As extensive as Naturalis Historia was, unfortunately it was never completed. One day in 79 CE, Pliny the Elder was at his day job fighting pirates in the Bay of Naples for the Roman Empire. Curious about a strange cloud over Mount Vesuvius, he led his fleet to Pompeii and disembarked. Apparently one useful piece of human learning he hadn’t yet uncovered was the bit about avoiding active volcanos.

Pliny was as sincere in his search for knowledge as any modern scholar, though perhaps he could have been a tad more skeptical of his sources. And there was far more to Naturalis Historia than unlikely cures. Leonardo da Vinci considered the work indispensable. And Leonardo was nobody’s fool. For better or worse, Naturalis Historia served as a primary authority on scientific information for the next 1,500 years. (I’ll be lucky if anyone’s reading this article next week.)

My generation of students laughed at Pliny. But we took Freud and Jung seriously, and they could be just as bizarre. (Penis envy, anyone?) I’m not sure which of today’s disciplines future generations will find the funniest, but have you ever really listened to competing economists? (Don’t.)

Then there’s quantum physics. By the time The General Program got around to quantum physics, I was already an English major and well on my way to unemployability. I know just enough about it to be confused.

One theory is that quantum physics is an elaborate joke made up by a bunch of physicists sitting around smoking pot — making everything more and more complicated:

“Okay, so far we’ve got quarks, gravitons, gluons, haptons, leptons, and bosons. An atomic particle called moron would be giving the game away, so let’s call the next one a muon — moo-on. We can claim it’s cow-shaped.”

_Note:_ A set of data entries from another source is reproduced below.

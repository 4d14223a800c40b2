//! Loan Entity
//!
//! A physical item lent to a user. `approver_id` is nullable: a loan a
//! user registered for themselves has no separate approver, and the
//! effective approver falls back to the borrower. The fallback is
//! computed when the loan is read, never stored.

use chrono::{DateTime, Utc};
use kernel::role::RoleSet;
use serde::ser::{Serialize, SerializeStruct, Serializer};

use crate::domain::archive::{ArchiveEntity, BlockingRef, EntityKind, ParentRef};

#[derive(Debug, Clone, sqlx::FromRow)]
pub struct Loan {
    pub loan_id: i32,
    pub item_id: i32,
    pub borrower_id: i32,
    pub approver_id: Option<i32>,
    pub loan_date: DateTime<Utc>,
    pub return_date: Option<DateTime<Utc>>,
}

impl Loan {
    /// The effective approver: `approver_id` when set, else the borrower
    pub fn approved_by(&self) -> i32 {
        self.approver_id.unwrap_or(self.borrower_id)
    }
}

// Manual impl so the derived `approvedBy` field rides along with the
// raw columns.
impl Serialize for Loan {
    fn serialize<S: Serializer>(&self, serializer: S) -> Result<S::Ok, S::Error> {
        let mut s = serializer.serialize_struct("Loan", 7)?;
        s.serialize_field("loanId", &self.loan_id)?;
        s.serialize_field("itemId", &self.item_id)?;
        s.serialize_field("borrowerId", &self.borrower_id)?;
        s.serialize_field("approverId", &self.approver_id)?;
        s.serialize_field("approvedBy", &self.approved_by())?;
        s.serialize_field("loanDate", &self.loan_date)?;
        s.serialize_field("returnDate", &self.return_date)?;
        s.end()
    }
}

/// Fields for creating or updating a loan
#[derive(Debug, Clone)]
pub struct NewLoan {
    pub item_id: i32,
    pub borrower_id: i32,
    pub approver_id: Option<i32>,
    pub loan_date: DateTime<Utc>,
    pub return_date: Option<DateTime<Utc>>,
}

impl ArchiveEntity for Loan {
    const KIND: EntityKind = EntityKind::Loan;
    const LIVE_TABLE: &'static str = "loans";
    const ARCHIVE_TABLE: &'static str = "archive_loans";
    const ID_COLUMN: &'static str = "loan_id";
    const COLUMNS: &'static [&'static str] = &[
        "loan_id",
        "item_id",
        "borrower_id",
        "approver_id",
        "loan_date",
        "return_date",
    ];

    const BLOCKING_REFS: &'static [BlockingRef] = &[];
    // A set approver_id is a real reference and must resolve on restore,
    // even though the column is nullable.
    const RESTORE_PARENTS: &'static [ParentRef] = &[
        ParentRef {
            fk_column: "item_id",
            parent_table: "items",
            parent_id_column: "item_id",
        },
        ParentRef {
            fk_column: "borrower_id",
            parent_table: "users",
            parent_id_column: "user_id",
        },
        ParentRef {
            fk_column: "approver_id",
            parent_table: "users",
            parent_id_column: "user_id",
        },
    ];

    const READ_ROLES: RoleSet = RoleSet::STAFF;
    const MUTATE_ROLES: RoleSet = RoleSet::STAFF;

    fn id(&self) -> i32 {
        self.loan_id
    }
}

That’s one theory. (Mine.) The generally accepted theory (everybody else’s) is that quantum physics is a reasonably accurate depiction of the building blocks of … well, everything. If that’s true, everything is much weirder than Pliny — or Plato or Newton or any of the old boys — could have ever imagined.

I’m sticking with the theory that it’s all a joke. That makes more sense, and it requires less memorization.